- _What you should do_: For the records below, say how many lines contain the string "case". Give no other text.

Collected data entries
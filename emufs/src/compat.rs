//! The boolean / `-1` / empty-list contract native callers were written
//! against. Every failure is logged here and never reaches the caller.

use std::fmt::Display;

use crate::tree::DocumentTree;

pub struct CompatTree<'a> {
    tree: &'a DocumentTree,
}

fn or_log<T, D: Display + ?Sized>(op: &str, path: &D, res: crate::Result<T>, default: T) -> T {
    match res {
        Ok(v) => v,
        Err(e) => {
            log::error!("{} failed for {}: {}", op, path, e);
            default
        }
    }
}

impl<'a> CompatTree<'a> {
    pub fn new(tree: &'a DocumentTree) -> Self {
        Self { tree }
    }

    pub fn create_file(&self, filepath: &str, name: &str) -> bool {
        let res = self.tree.create_file(filepath, name).map(|_| true);
        or_log("create_file", filepath, res, false)
    }

    pub fn create_dir(&self, filepath: &str, name: &str) -> bool {
        let res = self.tree.create_dir(filepath, name).map(|_| true);
        or_log("create_dir", filepath, res, false)
    }

    #[cfg(unix)]
    pub fn open_content_uri(&self, filepath: &str, mode: &str) -> i32 {
        let res = self.tree.open_content_uri(filepath, mode);
        or_log("open_content_uri", filepath, res, -1)
    }

    pub fn get_filename(&self, filepath: &str) -> String {
        let res = self.tree.file_name(filepath);
        or_log("get_filename", filepath, res, String::new())
    }

    pub fn get_files_name(&self, filepath: &str) -> Vec<String> {
        let res = self.tree.list(filepath);
        or_log("get_files_name", filepath, res, Vec::new())
    }

    pub fn get_file_size(&self, filepath: &str) -> i64 {
        let res = self
            .tree
            .file_size(filepath)
            .map(|it| i64::try_from(it).unwrap_or(i64::MAX));
        or_log("get_file_size", filepath, res, 0)
    }

    pub fn is_directory(&self, filepath: &str) -> bool {
        let res = self.tree.is_directory(filepath);
        or_log("is_directory", filepath, res, false)
    }

    pub fn exists(&self, filepath: &str) -> bool {
        let res = self.tree.exists(filepath);
        or_log("exists", filepath, res, false)
    }

    pub fn copy_file(&self, source: &str, destination_parent: &str, destination_name: &str) -> bool {
        let res = self
            .tree
            .copy_file(source, destination_parent, destination_name)
            .map(|_| true);
        or_log("copy_file", source, res, false)
    }

    pub fn rename_file(&self, filepath: &str, destination: &str) -> bool {
        let res = self.tree.rename(filepath, destination).map(|_| true);
        or_log("rename_file", filepath, res, false)
    }

    pub fn delete_document(&self, filepath: &str) -> bool {
        let res = self.tree.delete(filepath).map(|_| true);
        or_log("delete_document", filepath, res, false)
    }
}

#[cfg(test)]
mod test {
    use super::*;
    use crate::testing::{tmp_context, TestContext, TreeEntry};
    use rstest::*;

    const PKG: &str = "org.example.emu";

    fn rooted(ctx: &TestContext) -> DocumentTree {
        DocumentTree::with_root(PKG, ctx.to_abs("user")).expect("creating tree")
    }

    #[rstest]
    fn test_create_exists_delete(tmp_context: TestContext) {
        let tree = rooted(&tmp_context);
        let compat = CompatTree::new(&tree);
        assert!(compat.create_file("log", "emu_log.txt"));
        assert!(compat.exists("log/emu_log.txt"));
        assert!(!compat.create_file("log", "emu_log.txt"));
        assert!(compat.delete_document("log/emu_log.txt"));
        assert!(!compat.exists("log/emu_log.txt"));
        assert!(!compat.delete_document("log/emu_log.txt"));
    }

    #[rstest]
    #[case("sdmc", "Nintendo 3DS", "sdmc/Nintendo 3DS")]
    #[case("sdmc", "Nintendo 3DS/title", "sdmc/Nintendo 3DS/title")]
    fn test_create_dir(
        tmp_context: TestContext,
        #[case] parent: &str,
        #[case] name: &str,
        #[case] expected: &str,
    ) {
        let tree = rooted(&tmp_context);
        let compat = CompatTree::new(&tree);
        assert!(compat.create_dir(parent, name));
        assert!(compat.is_directory(expected));
        assert!(!compat.create_dir(parent, name));
    }

    #[rstest]
    fn test_listing_never_absent(tmp_context: TestContext) {
        let tree = rooted(&tmp_context);
        let compat = CompatTree::new(&tree);
        assert!(compat.get_files_name("does/not/exist").is_empty());

        tmp_context
            .create_tree(&[("user/regular.txt", TreeEntry::TxtFile("abc"))])
            .expect("creating tree");
        // Listing a plain file is an error underneath, still an empty list here
        assert!(compat.get_files_name("regular.txt").is_empty());
        assert_eq!(compat.get_file_size("regular.txt"), 3);
        assert_eq!(compat.get_filename("regular.txt"), "regular.txt");
    }

    #[rstest]
    fn test_rename(tmp_context: TestContext) {
        let tree = rooted(&tmp_context);
        let compat = CompatTree::new(&tree);
        tmp_context
            .create_tree(&[("user/states/a.bin", TreeEntry::EmptyFile)])
            .expect("creating tree");
        assert!(compat.rename_file("states/a.bin", "states/b.bin"));
        assert!(!compat.exists("states/a.bin"));
        assert!(compat.exists("states/b.bin"));
        assert!(!compat.rename_file("states/a.bin", "states/c.bin"));
    }

    #[rstest]
    fn test_copy_always_false(tmp_context: TestContext) {
        let tree = rooted(&tmp_context);
        let compat = CompatTree::new(&tree);
        tmp_context
            .create_tree(&[("user/a.txt", TreeEntry::EmptyFile)])
            .expect("creating tree");
        assert!(!compat.copy_file("a.txt", "", "b.txt"));
    }

    #[rstest]
    fn test_no_root_collapses_to_sentinels() {
        let tree = DocumentTree::new(PKG);
        let compat = CompatTree::new(&tree);
        assert!(!compat.exists("log"));
        assert!(!compat.is_directory("log"));
        assert!(!compat.create_file("log", "x"));
        assert!(!compat.create_dir("log", "x"));
        assert_eq!(compat.get_file_size("log"), 0);
        assert_eq!(compat.get_filename("log"), "");
        assert!(compat.get_files_name("log").is_empty());
        #[cfg(unix)]
        assert_eq!(compat.open_content_uri("log", "r"), -1);
    }

    #[rstest]
    #[cfg(unix)]
    fn test_open_content_uri(tmp_context: TestContext) {
        use std::fs::File;
        use std::os::fd::FromRawFd;

        let tree = rooted(&tmp_context);
        let compat = CompatTree::new(&tree);
        tmp_context
            .create_tree(&[("user/rom.3ds", TreeEntry::BinFile(&[0u8; 16]))])
            .expect("creating tree");
        let fd = compat.open_content_uri("rom.3ds", "r");
        assert!(fd >= 0);
        drop(unsafe { File::from_raw_fd(fd) });
        assert_eq!(compat.open_content_uri("rom.3ds", "nope"), -1);
    }
}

- _Result below_: 5